To find the ancient artifact the Order seeks, Séverin will need help from a band of experts: An engineer with a debt to pay. A historian who can’t yet go home. A dancer with a sinister past. And a brother in all but blood, who might care too much.
Together, they’ll have to use their wits and knowledge to hunt the artifact through the dark and glittering heart of Paris. What they find might change the world, but only if they can stay alive.
An interesting magic system (magic of the mind and magic of matter), historical setting and artifacts, multiple points of view, a group of outsiders trying to shift the power structure, identity exploration, and aristocracy; the components of The Gilded Wolves are full of shine and layers and intrigue. Which is why it’s so disappointing that all of these components are not effectively and satisfactorily fleshed out.
Roshani Chokshi wastes no time in putting her readers in the middle of the action, beginning the book with an exciting heist and aristocratic dangers. This built so much anticipation for finding out how the world works and learning about the relationships between characters; unfortunately, the story continued to speed on with barely time to take a breath and sort out the previous, current, and planned events. There are in-between chapters that pose as flashbacks and historical snippets, through which we get a little deeper into the characters’ lives. Please read that again with more emphasis on “a little.” But there needed to be more pages dedicated to building the people in this story. Dialogue is great for creating a surface image of a character, but without more than witty banter or serious reactions, characters fall flat, and that is the case in The Gilded Wolves.
Séverin is the character we learn the most history about, because his flashbacks are related to his tumultuous upbringing. Another protagonist, Laila, is someone whose history is also sort of told, and yet, compared to the other three or four protagonists, by the end of the book they both still feel flat. Could it be that every time we encounter them, no matter the situation, their thoughts somehow (and often ridiculously) wind up back to a passionate night they shared, a night they both try to push out of their minds even though it’s obvious they care about each other in the way of lovers and not just friends? Yes. Their sexual tension was enticing at first, but by the middle of the book our privy to their constant “secret” desire is distracting and obnoxious. It almost made me put this book at DNF status, but I didn’t, because thankfully Zofia, Enrique, and Hypnos uphold the plot.
Zofia is such a strong, complex, and dynamic character. Although her decision in one of the end scenes disappointed me, it was understandable, and showed that even with the progress she made through the book, she was still subject to setbacks – like all people are. Enrique is an entertaining character, and I liked how Roshani Chokshi wrote him to be fun-loving and still not entirely bashful to show emotion, and sometimes not able to understand or work through that emotion without help. And Hypnos definitely showed the most growth, which turned him from an unlikable character to the whimsical addition this group of friends and companions needed. We don’t get a lot of history of these characters, and yet they are the ones I felt closest to when reading.

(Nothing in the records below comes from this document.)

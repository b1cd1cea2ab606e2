//! Backup, export and restore routes.

use axum::{
    body::Bytes,
    extract::{
        rejection::{JsonRejection, QueryRejection},
        Path, Query, State,
    },
    http::{header, StatusCode},
    response::{IntoResponse, Response},
    routing::{get, post},
    Json, Router,
};
use chrono::Utc;
use waymark_engine::ArchiveFormat;

use crate::backups::BackupInfo;
use crate::error::Result;
use crate::handlers::{
    create_snapshot, delete_snapshot, list_snapshots, persist_snapshot, read_snapshot,
    restore_snapshot, restore_stored_snapshot, CreateBackupRequest, CreatedBackup,
    ExportRequest, RestoreOutcome, RestoreQuery,
};
use crate::AppState;

/// Create backup routes.
pub fn routes() -> Router<AppState> {
    Router::new()
        .route("/backups", get(list_handler).post(create_handler))
        .route("/backups/{name}", get(download_handler).delete(delete_handler))
        .route("/backups/{name}/restore", post(restore_stored_handler))
        .route("/export", post(export_handler))
        .route("/restore", post(restore_upload_handler))
}

/// Attach download headers to an encoded snapshot.
fn attachment(name: &str, format: ArchiveFormat, bytes: Vec<u8>) -> Response {
    (
        [
            (header::CONTENT_TYPE, format.content_type().to_string()),
            (
                header::CONTENT_DISPOSITION,
                format!("attachment; filename=\"{name}\""),
            ),
        ],
        bytes,
    )
        .into_response()
}

/// GET /backups - List stored backups, newest first.
async fn list_handler(State(state): State<AppState>) -> Result<Json<Vec<BackupInfo>>> {
    Ok(Json(list_snapshots(&state).await?))
}

/// POST /backups - Build a snapshot and store it.
async fn create_handler(
    State(state): State<AppState>,
    request: std::result::Result<Json<CreateBackupRequest>, JsonRejection>,
) -> Result<(StatusCode, Json<CreatedBackup>)> {
    let Json(request) = request?;
    let created = persist_snapshot(&state, request).await?;
    Ok((StatusCode::CREATED, Json(created)))
}

/// GET /backups/{name} - Download a stored backup.
async fn download_handler(
    State(state): State<AppState>,
    Path(name): Path<String>,
) -> Result<Response> {
    let (format, bytes) = read_snapshot(&state, &name).await?;
    Ok(attachment(&name, format, bytes))
}

/// DELETE /backups/{name} - Delete a stored backup.
async fn delete_handler(
    State(state): State<AppState>,
    Path(name): Path<String>,
) -> Result<StatusCode> {
    delete_snapshot(&state, &name).await?;
    Ok(StatusCode::NO_CONTENT)
}

/// POST /backups/{name}/restore?policy= - Restore a stored backup.
async fn restore_stored_handler(
    State(state): State<AppState>,
    Path(name): Path<String>,
    query: std::result::Result<Query<RestoreQuery>, QueryRejection>,
) -> Result<Json<RestoreOutcome>> {
    let Query(query) = query?;
    let outcome = restore_stored_snapshot(&state, &name, query.policy).await?;
    Ok(Json(outcome))
}

/// POST /export - Build a snapshot and download it without storing.
async fn export_handler(
    State(state): State<AppState>,
    request: std::result::Result<Json<ExportRequest>, JsonRejection>,
) -> Result<Response> {
    let Json(request) = request?;
    let exported = create_snapshot(&state, &request).await?;
    let format = exported.archive.format;
    let name = format!(
        "waymark_{}.{}",
        Utc::now().format("%Y-%m-%d_%H-%M-%S"),
        format.extension()
    );
    Ok(attachment(&name, format, exported.archive.bytes))
}

/// POST /restore?policy= - Restore an uploaded snapshot.
async fn restore_upload_handler(
    State(state): State<AppState>,
    query: std::result::Result<Query<RestoreQuery>, QueryRejection>,
    body: Bytes,
) -> Result<Json<RestoreOutcome>> {
    let Query(query) = query?;
    let outcome = restore_snapshot(&state, &body, query.policy).await?;
    Ok(Json(outcome))
}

The author has a superb plot idea, and her writing is equally pleasing. But often there are places where more detail would have been helpful in moving the plot forward and understanding what was going on. There is at least one page that is almost entirely dedicated to the contents of a feast (which is exceptionally mouthwatering), but I wish that same attention to detail was placed on spacial perception and the settings throughout the book. And with such emphasis on mathematics and calculations (an interesting incorporation, even for this non-mathematician), I thought that time would be paid much more attention, and instead, it was too easy to get lost in the timeline, even with the flashback chapters marked and easy identifiable.

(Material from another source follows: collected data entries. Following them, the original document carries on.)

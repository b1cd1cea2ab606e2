//! Database operations for the trip_tags table.

use sqlx::sqlite::SqliteRow;
use sqlx::{Row, SqliteConnection};
use waymark_engine::{EntityId, Record, Tag};

/// A stored tag row from the database.
#[derive(Debug)]
pub struct StoredTag {
    pub id: EntityId,
    pub trip_id: EntityId,
    pub tag_name: String,
    pub created_at: Option<String>,
}

impl<'r> sqlx::FromRow<'r, SqliteRow> for StoredTag {
    fn from_row(row: &'r SqliteRow) -> Result<Self, sqlx::Error> {
        Ok(StoredTag {
            id: row.try_get("id")?,
            trip_id: row.try_get("trip_id")?,
            tag_name: row.try_get("tag_name")?,
            created_at: row.try_get("created_at")?,
        })
    }
}

impl StoredTag {
    pub fn into_record(self) -> Record<Tag> {
        Record::new(
            Some(self.id),
            Tag {
                trip_id: self.trip_id,
                tag_name: self.tag_name,
            },
        )
        .with_timestamps(self.created_at, None)
    }
}

/// Every tag, ordered by id.
pub async fn list_all(conn: &mut SqliteConnection) -> Result<Vec<StoredTag>, sqlx::Error> {
    sqlx::query_as::<_, StoredTag>(
        "SELECT id, trip_id, tag_name, created_at FROM trip_tags ORDER BY id ASC",
    )
    .fetch_all(conn)
    .await
}

/// Find a tag on the same trip whose name folds to the same text.
pub async fn find_match(
    conn: &mut SqliteConnection,
    tag: &Tag,
) -> Result<Option<EntityId>, sqlx::Error> {
    sqlx::query_scalar::<_, EntityId>(
        r#"
        SELECT id FROM trip_tags
        WHERE trip_id = ? AND tag_name_folded = ?
        ORDER BY id ASC
        LIMIT 1
        "#,
    )
    .bind(tag.trip_id)
    .bind(tag.folded_name())
    .fetch_optional(conn)
    .await
}

pub async fn insert(conn: &mut SqliteConnection, tag: &Tag) -> Result<EntityId, sqlx::Error> {
    sqlx::query_scalar::<_, EntityId>(
        "INSERT INTO trip_tags (trip_id, tag_name, tag_name_folded) VALUES (?, ?, ?) RETURNING id",
    )
    .bind(tag.trip_id)
    .bind(tag.tag_name.as_str())
    .bind(tag.folded_name())
    .fetch_one(conn)
    .await
}

/// Insert unless the trip already carries the tag in any casing.
///
/// Returns `None` when the row was not inserted.
pub async fn insert_or_ignore(
    conn: &mut SqliteConnection,
    tag: &Tag,
) -> Result<Option<EntityId>, sqlx::Error> {
    sqlx::query_scalar::<_, EntityId>(
        r#"
        INSERT INTO trip_tags (trip_id, tag_name, tag_name_folded) VALUES (?, ?, ?)
        ON CONFLICT DO NOTHING
        RETURNING id
        "#,
    )
    .bind(tag.trip_id)
    .bind(tag.tag_name.as_str())
    .bind(tag.folded_name())
    .fetch_optional(conn)
    .await
}
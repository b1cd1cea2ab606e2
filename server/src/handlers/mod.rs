//! Capability handlers behind the HTTP routes.
//!
//! Each handler takes the shared [`AppState`](crate::AppState) explicitly and
//! returns typed results; the routes only translate to and from HTTP.

mod backup;
mod restore;

pub use backup::*;
pub use restore::*;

The final climactic scene was definitely close to being worth finishing the book, but it still could have used more description. And down to the final pages of the book, Séverin and Laila are still their same tense old selves, and with the setup of the next novel, it looks like we are in for more suffocating tension. Hopefully the sequel will slow down and provide more details for the settings, characters, and world, and be as enthralling as those settings, characters, and world deserve to be (and as a final aside, don’t ignore the Author’s Note at the end).